Shinya Tsukamoto: unapologetic termite artist, jack of all cinematic trades — besides merely directing all of his feature-length freak shows, he also writes, produces, shoots, edits, designs, and often acts in them — and an international cult iconoclast of sorts. He may not have the stature or the sprawling filmography of Takashi Miike (the two are close friends, with Miike even describing the younger filmmaker a “madman”; quite the high praise, considering the provenance) but he’s equally as self-reliant an incendiary, one whose oeuvre could be aptly characterized as distinctive in terms of its unrelenting grotesqueness. So a project like Hiruko the Goblin — a live-action adaptation of Daijirō Morohoshi’s Lovecraftian horror manga Yokai Hunter — should have been something of a slam dunk for Tsukamoto, whose strengths as a film artist lie in his disquieting aesthetic sensibilities, ones that could have easily adapted into the original source material’s surrealistic qualities onto the big-screen. Made two years after his now iconic Tetsuo: The Iron Man in 1989, this was his first “big break,” so to speak, into more mainstream markets: it was a studio job with a much larger budget than anything Tsukamoto had made previously (also his first venture into 35mm after years of shooting on Super-8 and 16mm) and was, at the time, his most ambitious and lavish outing as a director yet (though not his longest, as the amazingly titled Flying in a Hell Town Piss Lodge, from 1977, was two hours as opposed to this film’s hour and thirty). 

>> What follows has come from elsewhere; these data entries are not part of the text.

use serde::{Deserialize, Serialize};

use crate::types::{LocationId, Quantity};

/// Running totals of the player's own trades in one item.
///
/// Both averages use the exact incremental mean, so they always equal the
/// volume-weighted mean of every recorded trade.
#[derive(Debug, Clone, Default, PartialEq, Serialize, Deserialize)]
pub struct ItemStats {
    pub total_purchased: Quantity,
    pub total_sold: Quantity,
    pub total_profit: i64,
    pub avg_buy_price: f64,
    pub avg_sell_price: f64,
    pub best_buy_location: Option<LocationId>,
    pub best_buy_price: i64,
    pub best_sell_location: Option<LocationId>,
    pub best_sell_price: i64,
}

fn incremental_mean(old_avg: f64, old_count: Quantity, price: i64, qty: Quantity) -> f64 {
    let new_count = old_count + qty;
    if new_count <= 0 {
        return 0.0;
    }
    (old_avg * old_count as f64 + price as f64 * qty as f64) / new_count as f64
}

impl ItemStats {
    pub fn record_purchase(&mut self, qty: Quantity, price: i64, location: &LocationId) {
        if qty <= 0 || price <= 0 {
            return;
        }
        self.avg_buy_price = incremental_mean(self.avg_buy_price, self.total_purchased, price, qty);
        self.total_purchased += qty;
        if self.best_buy_location.is_none() || price < self.best_buy_price {
            self.best_buy_location = Some(location.clone());
            self.best_buy_price = price;
        }
    }

    /// Record a sale and return the realised profit against the average buy price.
    pub fn record_sale(&mut self, qty: Quantity, price: i64, location: &LocationId) -> i64 {
        if qty <= 0 || price <= 0 {
            return 0;
        }
        self.avg_sell_price = incremental_mean(self.avg_sell_price, self.total_sold, price, qty);
        self.total_sold += qty;
        let profit = ((price as f64 - self.avg_buy_price) * qty as f64).round() as i64;
        self.total_profit += profit;
        if self.best_sell_location.is_none() || price > self.best_sell_price {
            self.best_sell_location = Some(location.clone());
            self.best_sell_price = price;
        }
        profit
    }
}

So perhaps one can blame the final results on the increased production costs, or studio heads liberally interfering with Tsukamoto’s personal vision — either way, Hiruko the Goblin is a deeply, deeply unpleasant and mind-numbing experience, and not in a way that its director had probably intended. There’s its ostensible plot, practically impenetrable to anyone unfamiliar with the source material (which has yet to be translated into English, so good luck on that front, Western viewers) by way of how incoherent the slapdash structure is, but what follows is something like this: Reijiro Hieda (former rockstar Kenji Sawada), an eccentric anthropologist — who, in the manga, was reserved and unflappable; here, he’s goofy as shit — receives a letter from his missing brother-in-law about the presence of evil spirits who haunt the junior highschool he teaches at. Naturally, Reijiro goes to check things out, eventually bumping into his cousin Masao (Masaki Kudou) who’s looking for his father as well during summer vacation. There’s a few other characters — including an omnipresent groundskeeper, played by Tsukamoto himself — but none of them matter much: they’re either killed, eaten, or turned into weird spider-like creatures with six legs and human heads. The effects are, admittedly, rather impressive for the time, and the last 20-minutes becomes an outright creature-feature of sorts with how many of the creepy crawlies begin spawning up. Making it to that point, however, is a rigorous undertaking, mostly spurred on by the film’s blatant attempts to liberally insert gross-out gag comedy into every scene, a radical shift in tone from what one would expect. None of it is very funny, nor even vaguely amusing — it’s a lot of shouting and blood-spurting about, if that’s your bag — and it brings the pace to a complete stand-still. It’s frantic, but never exciting; its visual and sonic stimuli don’t add up to much, hurt even further by the general indifference the film seems to harbor towards its protagonists and their primary objectives. It’s difficult to even conjure up much of a strong opinion on Hiruko the Goblin (other than it was generally annoying); a transitional work from a great which all too frequently reveals its growing pains.


Published as part of Japan Cuts 2021 — Dispatch 2.